= Beginning of Section =

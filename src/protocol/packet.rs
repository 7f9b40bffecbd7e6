//! Packet envelope and its binary encoding.

use std::fmt;
use std::ops::{BitOr, BitOrAssign};

use uuid::Uuid;

use crate::error::{Result, SessionError};

const ID_LEN: usize = 16;
const OPTIONS_LEN: usize = 4;
const DESCRIPTOR_LEN: usize = 4;
const BASE_LEN: usize = ID_LEN + OPTIONS_LEN;
const NO_DESCRIPTOR: i32 = -1;

/// Unique packet identifier, preserved verbatim through confirmation.
#[derive(Debug, Clone, Copy, PartialEq, Eq, Hash)]
pub struct PacketId(Uuid);

impl PacketId {
    /// Generate a fresh random id.
    pub fn new() -> Self {
        Self(Uuid::new_v4())
    }

    pub fn from_bytes(bytes: [u8; ID_LEN]) -> Self {
        Self(Uuid::from_bytes(bytes))
    }

    pub fn as_bytes(&self) -> &[u8; ID_LEN] {
        self.0.as_bytes()
    }
}

impl Default for PacketId {
    fn default() -> Self {
        Self::new()
    }
}

impl fmt::Display for PacketId {
    fn fmt(&self, f: &mut fmt::Formatter<'_>) -> fmt::Result {
        write!(f, "{}", self.0)
    }
}

/// Option bit flags carried in every packet header.
#[derive(Debug, Clone, Copy, PartialEq, Eq, Default, Hash)]
pub struct PacketOptions(u32);

impl PacketOptions {
    pub const NONE: Self = Self(0);
    pub const HAS_DATA: Self = Self(0x1);
    pub const HAS_DESCRIPTOR: Self = Self(0x2);
    pub const INTERNAL: Self = Self(0x4);
    pub const REQUIRES_CONFIRMATION: Self = Self(0x8);
    pub const CONFIRMATION: Self = Self(0x10);
    pub const SESSION_ID_PART: Self = Self(0x20);

    pub const fn from_bits(bits: u32) -> Self {
        Self(bits)
    }

    pub const fn bits(self) -> u32 {
        self.0
    }

    /// Whether every flag in `other` is set.
    pub const fn contains(self, other: Self) -> bool {
        self.0 & other.0 == other.0
    }

    pub fn insert(&mut self, other: Self) {
        self.0 |= other.0;
    }

    pub fn remove(&mut self, other: Self) {
        self.0 &= !other.0;
    }
}

impl BitOr for PacketOptions {
    type Output = Self;

    fn bitor(self, rhs: Self) -> Self {
        Self(self.0 | rhs.0)
    }
}

impl BitOrAssign for PacketOptions {
    fn bitor_assign(&mut self, rhs: Self) {
        self.0 |= rhs.0;
    }
}

/// Which side produced a packet instance.
#[derive(Debug, Clone, Copy, PartialEq, Eq)]
pub enum Source {
    /// Built locally for sending.
    Local,
    /// Decoded from a received frame.
    Remote,
}

/// A unit of application or control data exchanged over one connection.
#[derive(Debug, Clone, PartialEq, Eq)]
pub struct Packet {
    id: PacketId,
    options: PacketOptions,
    source: Source,
    payload: Option<Vec<u8>>,
    descriptor: Option<i32>,
}

impl Packet {
    /// An application data packet.
    pub fn new(payload: impl Into<Vec<u8>>) -> Self {
        Self {
            id: PacketId::new(),
            options: PacketOptions::HAS_DATA,
            source: Source::Local,
            payload: Some(payload.into()),
            descriptor: None,
        }
    }

    /// An internal control packet; never surfaced to the application.
    pub fn internal(payload: impl Into<Vec<u8>>) -> Self {
        let mut packet = Self::new(payload);
        packet.options |= PacketOptions::INTERNAL;
        packet
    }

    /// A confirmation for the packet with `id`. Carries no payload.
    pub fn confirmation(id: PacketId) -> Self {
        Self {
            id,
            options: PacketOptions::CONFIRMATION,
            source: Source::Local,
            payload: None,
            descriptor: None,
        }
    }

    /// Ask the peer to confirm receipt.
    pub fn requiring_confirmation(mut self) -> Self {
        self.options |= PacketOptions::REQUIRES_CONFIRMATION;
        self
    }

    /// Attach an application tag.
    pub fn with_descriptor(mut self, descriptor: impl Into<i32>) -> Self {
        if self.payload.is_none() {
            self.payload = Some(Vec::new());
            self.options |= PacketOptions::HAS_DATA;
        }
        self.descriptor = Some(descriptor.into());
        self.options |= PacketOptions::HAS_DESCRIPTOR;
        self
    }

    /// Add option flags.
    pub fn with_options(mut self, options: PacketOptions) -> Self {
        self.options |= options;
        self
    }

    pub fn id(&self) -> PacketId {
        self.id
    }

    pub fn options(&self) -> PacketOptions {
        self.options
    }

    pub fn source(&self) -> Source {
        self.source
    }

    pub fn has(&self, option: PacketOptions) -> bool {
        self.options.contains(option)
    }

    pub fn is_internal(&self) -> bool {
        self.has(PacketOptions::INTERNAL)
    }

    pub fn is_confirmation(&self) -> bool {
        self.has(PacketOptions::CONFIRMATION)
    }

    pub fn requires_confirmation(&self) -> bool {
        self.has(PacketOptions::REQUIRES_CONFIRMATION)
    }

    /// Payload bytes; empty for confirmations.
    pub fn payload(&self) -> &[u8] {
        self.payload.as_deref().unwrap_or(&[])
    }

    /// Payload length in bytes.
    pub fn size(&self) -> usize {
        self.payload().len()
    }

    /// Replace the payload, keeping id and options.
    pub fn set_payload(&mut self, payload: Vec<u8>) {
        self.payload = Some(payload);
        self.options |= PacketOptions::HAS_DATA;
    }

    pub fn into_payload(self) -> Vec<u8> {
        self.payload.unwrap_or_default()
    }

    pub fn descriptor(&self) -> Option<i32> {
        self.descriptor
    }

    /// The descriptor converted into an application enum or integer type.
    pub fn descriptor_as<T: TryFrom<i32>>(&self) -> Option<T> {
        self.descriptor.and_then(|raw| T::try_from(raw).ok())
    }

    /// Serialize into a frame payload.
    pub fn encode(&self) -> Vec<u8> {
        let payload = self.payload.as_deref();
        let mut buf = Vec::with_capacity(
            BASE_LEN + payload.map_or(0, |p| p.len() + DESCRIPTOR_LEN),
        );
        buf.extend_from_slice(self.id.as_bytes());
        buf.extend_from_slice(&self.options.bits().to_le_bytes());

        if self.has(PacketOptions::HAS_DATA) {
            buf.extend_from_slice(payload.unwrap_or(&[]));
            let descriptor = match self.descriptor {
                Some(value) if self.has(PacketOptions::HAS_DESCRIPTOR) => value,
                _ => NO_DESCRIPTOR,
            };
            buf.extend_from_slice(&descriptor.to_le_bytes());
        }
        buf
    }

    /// Parse a frame payload.
    pub fn decode(frame: &[u8]) -> Result<Self> {
        if frame.len() < BASE_LEN {
            return Err(SessionError::CorruptData(format!(
                "packet of {} bytes is shorter than its header",
                frame.len()
            )));
        }

        let mut id = [0u8; ID_LEN];
        id.copy_from_slice(&frame[..ID_LEN]);
        let mut options = [0u8; OPTIONS_LEN];
        options.copy_from_slice(&frame[ID_LEN..BASE_LEN]);
        let options = PacketOptions::from_bits(u32::from_le_bytes(options));

        let mut packet = Self {
            id: PacketId::from_bytes(id),
            options,
            source: Source::Remote,
            payload: None,
            descriptor: None,
        };

        if !options.contains(PacketOptions::HAS_DATA) {
            return Ok(packet);
        }

        if frame.len() < BASE_LEN + DESCRIPTOR_LEN {
            return Err(SessionError::CorruptData(format!(
                "data packet of {} bytes has no descriptor field",
                frame.len()
            )));
        }

        let body_end = frame.len() - DESCRIPTOR_LEN;
        let mut descriptor = [0u8; DESCRIPTOR_LEN];
        descriptor.copy_from_slice(&frame[body_end..]);

        packet.payload = Some(frame[BASE_LEN..body_end].to_vec());
        if options.contains(PacketOptions::HAS_DESCRIPTOR) {
            packet.descriptor = Some(i32::from_le_bytes(descriptor));
        }
        Ok(packet)
    }
}

#[cfg(test)]
mod tests {
    use super::*;

    #[test]
    fn data_packet_round_trip() {
        let packet = Packet::new(b"hi".to_vec())
            .requiring_confirmation()
            .with_descriptor(42);

        let decoded = Packet::decode(&packet.encode()).unwrap();
        assert_eq!(decoded.id(), packet.id());
        assert_eq!(decoded.options(), packet.options());
        assert_eq!(decoded.payload(), b"hi");
        assert_eq!(decoded.descriptor(), Some(42));
        assert_eq!(decoded.source(), Source::Remote);
    }

    #[test]
    fn confirmation_is_header_only() {
        let original = Packet::new(b"payload".to_vec());
        let confirmation = Packet::confirmation(original.id());
        let bytes = confirmation.encode();
        assert_eq!(bytes.len(), BASE_LEN);

        let decoded = Packet::decode(&bytes).unwrap();
        assert!(decoded.is_confirmation());
        assert_eq!(decoded.id(), original.id());
        assert!(decoded.payload().is_empty());
    }

    #[test]
    fn missing_descriptor_encodes_sentinel() {
        let bytes = Packet::new(vec![1u8, 2, 3]).encode();
        assert_eq!(&bytes[bytes.len() - 4..], &(-1i32).to_le_bytes());

        let decoded = Packet::decode(&bytes).unwrap();
        assert_eq!(decoded.descriptor(), None);
        assert_eq!(decoded.payload(), &[1, 2, 3]);
    }

    #[test]
    fn header_layout_is_little_endian() {
        let packet = Packet::internal(b"x".to_vec()).requiring_confirmation();
        let bytes = packet.encode();
        assert_eq!(&bytes[..16], packet.id().as_bytes());
        assert_eq!(&bytes[16..20], &(0x1u32 | 0x4 | 0x8).to_le_bytes());
    }

    #[test]
    fn short_frames_are_corrupt() {
        assert!(matches!(
            Packet::decode(&[0u8; 12]),
            Err(SessionError::CorruptData(_))
        ));

        let mut truncated = Packet::new(Vec::<u8>::new()).encode();
        truncated.truncate(BASE_LEN + 2);
        assert!(matches!(
            Packet::decode(&truncated),
            Err(SessionError::CorruptData(_))
        ));
    }

    #[test]
    fn descriptor_conversion() {
        #[derive(Debug, PartialEq)]
        enum Kind {
            Chat,
        }

        impl TryFrom<i32> for Kind {
            type Error = ();

            fn try_from(value: i32) -> std::result::Result<Self, ()> {
                match value {
                    7 => Ok(Kind::Chat),
                    _ => Err(()),
                }
            }
        }

        let packet = Packet::new(Vec::<u8>::new()).with_descriptor(7);
        assert_eq!(packet.descriptor_as::<Kind>(), Some(Kind::Chat));
        assert_eq!(Packet::new(Vec::<u8>::new()).with_descriptor(3).descriptor_as::<Kind>(), None);
        assert_eq!(packet.descriptor_as::<u8>(), Some(7));
    }

    #[test]
    fn options_flags() {
        let mut options = PacketOptions::HAS_DATA | PacketOptions::INTERNAL;
        assert!(options.contains(PacketOptions::INTERNAL));
        assert!(!options.contains(PacketOptions::CONFIRMATION));
        options.remove(PacketOptions::INTERNAL);
        assert_eq!(options, PacketOptions::HAS_DATA);
    }
}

= End of Section =

WHAT THE TASK ASKS: Go through the listing and copy each line that includes the string "usize".

RESULT FOR THIS EXERCISE:
const ID_LEN: usize = 16;
const OPTIONS_LEN: usize = 4;
const DESCRIPTOR_LEN: usize = 4;
const BASE_LEN: usize = ID_LEN + OPTIONS_LEN;
    pub fn size(&self) -> usize {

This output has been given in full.